Now going on twenty years of cautious distance as opposed to the six she barely remembered, setting camp a half-hour's ride from Reaper's Gulch was not much of a burden on the Arapaho woman's mind. She had other things to attend to this evening.
"Hootseeiu tee oo ma nha heeiou," said the woman under the shade of a stretched-hide shelter, sitting on her knees and stooped over an assortment of ingredients arranged by her fire. Her skin is the color of new copper warmed by it's light, but her eyes are pale and the oily light makes them colorless. From temple to temple, the strip of skin around them is painted black, black like her hair, which is plaited at the sides and anchored by long strips of red cloth. An eagle's feather dangles from one braid, dangerously close to the flames.
"Thank you for these things." Her painted fingers pinched granules and dried herbs from each of her carefully arranged spread, adding each to a small square of fox stomach, cleaned and dried. Also among the ingredients is a pale powder mixed with soot, and what looks like a lock of braided red hair. Grey Cloud spoke as she had many times before; to the observer unfamiliar with her, it is to no one. "The God-man's daughter has fits that keep her awake. He asks to make her sleep..." She hook her head, the feather and braid and red cloth waving. "Fix the fits, I say. And he looks at me like something he scraped off his boot heel." A pause, then the painted skin on the bridge of her nose wrinkled slightly. "Of course you had nothing to do with it."
Clearly, this medicine woman has found ways to cope with her isolation and innate loneliness.
"Whether it's because I am 'savage' or 'woman', I do not know. He seems ...easily irritated." Folding the skin-bag and it's contents together, she starts to thread it closed with twisted sinew. The outside is plain, but secured with a purple shell bead and more of that red hair.

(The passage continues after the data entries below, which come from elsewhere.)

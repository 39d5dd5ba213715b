#[macro_use]
extern crate log;

use std::env::consts::{
    ARCH, DLL_EXTENSION, DLL_PREFIX, DLL_SUFFIX, EXE_EXTENSION, EXE_SUFFIX, FAMILY, OS,
};
use std::fs::{File, OpenOptions};
use std::io::{self, BufWriter, Write};
use std::path::Path;
use std::sync::{Arc, Mutex};

use anyhow::Error;
use log::LevelFilter;
use simplelog::{
    ColorChoice, CombinedLogger, Config, ConfigBuilder, TermLogger, TerminalMode, WriteLogger,
};

use ninegag_downloader::gag::io::{ConfigManager, Logging, CONFIG_NAME};

use crate::program::Program;

mod program;

/// Log lines written between forced flushes.
const FLUSH_EVERY_LINES: usize = 50;

/// A file writer that buffers log output and flushes it periodically.
struct BufferedFileWriter {
    inner: Arc<Mutex<BufWriter<File>>>,
    line_count: Arc<Mutex<usize>>,
}

impl BufferedFileWriter {
    fn new(path: impl AsRef<Path>) -> io::Result<Self> {
        let file = OpenOptions::new().create(true).append(true).open(path)?;

        Ok(Self {
            inner: Arc::new(Mutex::new(BufWriter::with_capacity(64 * 1024, file))),
            line_count: Arc::new(Mutex::new(0)),
        })
    }
}

impl Write for BufferedFileWriter {
    fn write(&mut self, buf: &[u8]) -> io::Result<usize> {
        let mut writer = self
            .inner
            .lock()
            .map_err(|_| io::Error::other("Failed to acquire lock"))?;

        let size = writer.write(buf)?;

        if let Ok(mut count) = self.line_count.lock() {
            let lines = buf.iter().filter(|&&b| b == b'\n').count();
            if lines > 0 {
                let before = *count / FLUSH_EVERY_LINES;
                *count += lines;
                if *count / FLUSH_EVERY_LINES != before {
                    writer.flush()?;
                }
            }
        }

        Ok(size)
    }

    fn flush(&mut self) -> io::Result<()> {
        let mut writer = self
            .inner
            .lock()
            .map_err(|_| io::Error::other("Failed to acquire lock"))?;
        writer.flush()
    }
}

impl Drop for BufferedFileWriter {
    fn drop(&mut self) {
        if let Ok(mut writer) = self.inner.lock() {
            let _ = writer.flush();
        }
    }
}

fn main() -> Result<(), Error> {
    let config_manager = match ConfigManager::load(CONFIG_NAME) {
        Ok(manager) => manager,
        Err(e) => {
            eprintln!("Failed to load {}: {}. Using default settings.", CONFIG_NAME, e);
            ConfigManager::with_defaults(CONFIG_NAME)
        }
    };

    initialize_logger(&config_manager.config().logging);
    log_system_information();
    if let Some(backup) = config_manager.backup_path() {
        warn!(
            "{} could not be read and was moved to {}; continuing with default settings.",
            CONFIG_NAME,
            backup.display()
        );
    }

    Program::new(config_manager).run()
}

fn terminal_only() {
    let _ = TermLogger::init(
        LevelFilter::Info,
        Config::default(),
        TerminalMode::Mixed,
        ColorChoice::Auto,
    );
}

/// Initializes the terminal logger and, when enabled, the log file.
fn initialize_logger(logging: &Logging) {
    if !logging.log_to_file {
        terminal_only();
        return;
    }

    let file_level = match logging.level_filter() {
        Ok(level) => level,
        Err(e) => {
            eprintln!("{}. Logging to file at info level.", e);
            LevelFilter::Info
        }
    };

    let mut config = ConfigBuilder::new();
    config.add_filter_allow_str("ninegag_downloader");

    let buffered_file_writer = match BufferedFileWriter::new(&logging.log_file) {
        Ok(writer) => writer,
        Err(e) => {
            eprintln!(
                "Failed to open {}: {}. Logging will only output to terminal.",
                logging.log_file, e
            );
            terminal_only();
            return;
        }
    };

    if let Err(e) = CombinedLogger::init(vec![
        TermLogger::new(
            LevelFilter::Info,
            Config::default(),
            TerminalMode::Mixed,
            ColorChoice::Auto,
        ),
        WriteLogger::new(file_level, config.build(), buffered_file_writer),
    ]) {
        eprintln!("Failed to initialize combined logger: {}. Falling back to terminal-only logging.", e);
        terminal_only();
    }
}

/// Logs important information about the system being used.
fn log_system_information() {
    trace!("Printing system information out into log for debug purposes...");
    trace!("ARCH:           \"{}\"", ARCH);
    trace!("DLL_EXTENSION:  \"{}\"", DLL_EXTENSION);
    trace!("DLL_PREFIX:     \"{}\"", DLL_PREFIX);
    trace!("DLL_SUFFIX:     \"{}\"", DLL_SUFFIX);
    trace!("EXE_EXTENSION:  \"{}\"", EXE_EXTENSION);
    trace!("EXE_SUFFIX:     \"{}\"", EXE_SUFFIX);
    trace!("FAMILY:         \"{}\"", FAMILY);
    trace!("OS:             \"{}\"", OS);
}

That one order will help replace the shoe on Cucheta's hind hoof and buy another box of ammunition. Maybe delivering it a day before the agreed upon time will add a bit more. Perhaps a new rifle. However it proceeded, she would make due - there weren't many places a tribe-less Shaman woman could easily fit, and that left even fewer steady sources of income. Not that she really required an income - the land could provide for her easily. She still had her reasons for staying on the skirts of civilization, without detaching from it completely.
Grey Cloud put the hex bag with the others and rolled back from her knees. Old tension released with a pop-pop-pop down the length of her spine as she reached toward the deep purple sky in a stretch. Then her arms dropped, slapping the sides of a rawhide skirt and braided, beaded belt; plain, rustic clothing, compared to the women that often avoided her on her occasional ventures into town; savage compared to their high-necked shirts and every slip of skin covered by heavy stones of fabric. Women like the God-man's daughter.
A soft laugh bubbled up from Grey Cloud's throat, seemingly at nothing.
"No, I do not believe God-man or his God had anything to do with it, either."